What you should do: Each line below that contains "resolved" should be counted; give the total alone.

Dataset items
--- START ---

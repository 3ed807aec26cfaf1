//! Raw process exit information

use serde::{Deserialize, Serialize};

/// Process exit status as reported by the platform
#[derive(Debug, Clone, Copy, PartialEq, Eq, Serialize, Deserialize)]
pub struct ExitStatus {
    /// Exit code if the process exited normally
    pub code: Option<i32>,
    /// Signal that terminated the process (Unix only)
    pub signal: Option<i32>,
}

impl ExitStatus {
    /// A status for a process that exited normally with `code`
    pub fn exited(code: i32) -> Self {
        Self {
            code: Some(code),
            signal: None,
        }
    }

    /// A status for a process killed by `signal`
    pub fn signaled(signal: i32) -> Self {
        Self {
            code: None,
            signal: Some(signal),
        }
    }

    /// Returns true if the process exited successfully (code 0)
    pub fn success(&self) -> bool {
        self.code == Some(0)
    }

    /// Returns true if the process was terminated by a signal
    pub fn terminated_by_signal(&self) -> bool {
        self.signal.is_some()
    }
}

impl From<std::process::ExitStatus> for ExitStatus {
    fn from(status: std::process::ExitStatus) -> Self {
        Self {
            code: status.code(),
            #[cfg(unix)]
            signal: {
                use std::os::unix::process::ExitStatusExt;
                status.signal()
            },
            #[cfg(not(unix))]
            signal: None,
        }
    }
}
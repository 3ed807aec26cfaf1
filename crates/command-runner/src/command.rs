//! Command type handed to backends

use crate::interpolate::Contents;
use std::collections::HashMap;

/// Extra environment variables for a child process
pub type Environment = HashMap<String, String>;

/// Join a command and its arguments with single spaces.
///
/// The separator after the command is always written, so a command with no
/// arguments ends in a space.
pub(crate) fn join_line(command: &str, arguments: &[String]) -> String {
    format!("{} {}", command, arguments.join(" "))
}

/// A resolved command ready to be launched by a backend
///
/// Unlike the template it was resolved from, every argument here is final:
/// backends pass them through as-is.
#[derive(Debug, Clone, PartialEq, Eq)]
pub struct Command {
    /// The program to execute
    program: String,
    /// The arguments to pass to the program
    args: Vec<String>,
    /// Environment variables to add to the inherited environment
    env: Environment,
}

impl Command {
    /// Create a new command for the given program
    pub fn new(program: impl Into<String>) -> Self {
        Self {
            program: program.into(),
            args: Vec::new(),
            env: Environment::new(),
        }
    }

    /// Add an argument to the command
    pub fn arg(&mut self, arg: impl Into<String>) -> &mut Self {
        self.args.push(arg.into());
        self
    }

    /// Add multiple arguments to the command
    pub fn args<I, S>(&mut self, args: I) -> &mut Self
    where
        I: IntoIterator<Item = S>,
        S: Into<String>,
    {
        for arg in args {
            self.arg(arg);
        }
        self
    }

    /// Set an environment variable
    pub fn env(&mut self, key: impl Into<String>, val: impl Into<String>) -> &mut Self {
        self.env.insert(key.into(), val.into());
        self
    }

    /// Set multiple environment variables
    pub fn envs<I, K, V>(&mut self, vars: I) -> &mut Self
    where
        I: IntoIterator<Item = (K, V)>,
        K: Into<String>,
        V: Into<String>,
    {
        for (key, val) in vars {
            self.env(key, val);
        }
        self
    }

    /// Get the program name
    pub fn get_program(&self) -> &str {
        &self.program
    }

    /// Get the arguments
    pub fn get_args(&self) -> &[String] {
        &self.args
    }

    /// Get the environment variables
    pub fn get_envs(&self) -> &Environment {
        &self.env
    }

    /// The line this command stands for: program and arguments joined by spaces
    pub fn line(&self) -> String {
        join_line(&self.program, &self.args)
    }

    /// Build the `async_process::Command` that runs this program directly
    pub(crate) fn prepare(&self) -> async_process::Command {
        let mut cmd = async_process::Command::new(&self.program);
        cmd.args(&self.args);
        cmd.envs(&self.env);
        cmd
    }

    /// Build the `async_process::Command` that hands the joined line to `sh -c`
    pub(crate) fn prepare_shell(&self) -> async_process::Command {
        let mut cmd = crate::backends::path::shell_command(&self.line());
        cmd.envs(&self.env);
        cmd
    }
}

impl From<Contents> for Command {
    fn from(contents: Contents) -> Self {
        Self {
            program: contents.command,
            args: contents.arguments,
            env: Environment::new(),
        }
    }
}

/// Builder pattern helper
impl Command {
    /// Create a builder for this command (for chaining)
    pub fn builder(program: impl Into<String>) -> CommandBuilder {
        CommandBuilder(Command::new(program))
    }
}

/// Builder wrapper for more ergonomic command construction
pub struct CommandBuilder(Command);

impl CommandBuilder {
    /// Add an argument
    pub fn arg(mut self, arg: impl Into<String>) -> Self {
        self.0.arg(arg);
        self
    }

    /// Add multiple arguments
    pub fn args<I, S>(mut self, args: I) -> Self
    where
        I: IntoIterator<Item = S>,
        S: Into<String>,
    {
        self.0.args(args);
        self
    }

    /// Set an environment variable
    pub fn env(mut self, key: impl Into<String>, val: impl Into<String>) -> Self {
        self.0.env(key, val);
        self
    }

    /// Set multiple environment variables
    pub fn envs<I, K, V>(mut self, vars: I) -> Self
    where
        I: IntoIterator<Item = (K, V)>,
        K: Into<String>,
        V: Into<String>,
    {
        self.0.envs(vars);
        self
    }

    /// Build the command
    pub fn build(self) -> Command {
        self.0
    }
}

--- END ---

Answer for this exercise: 2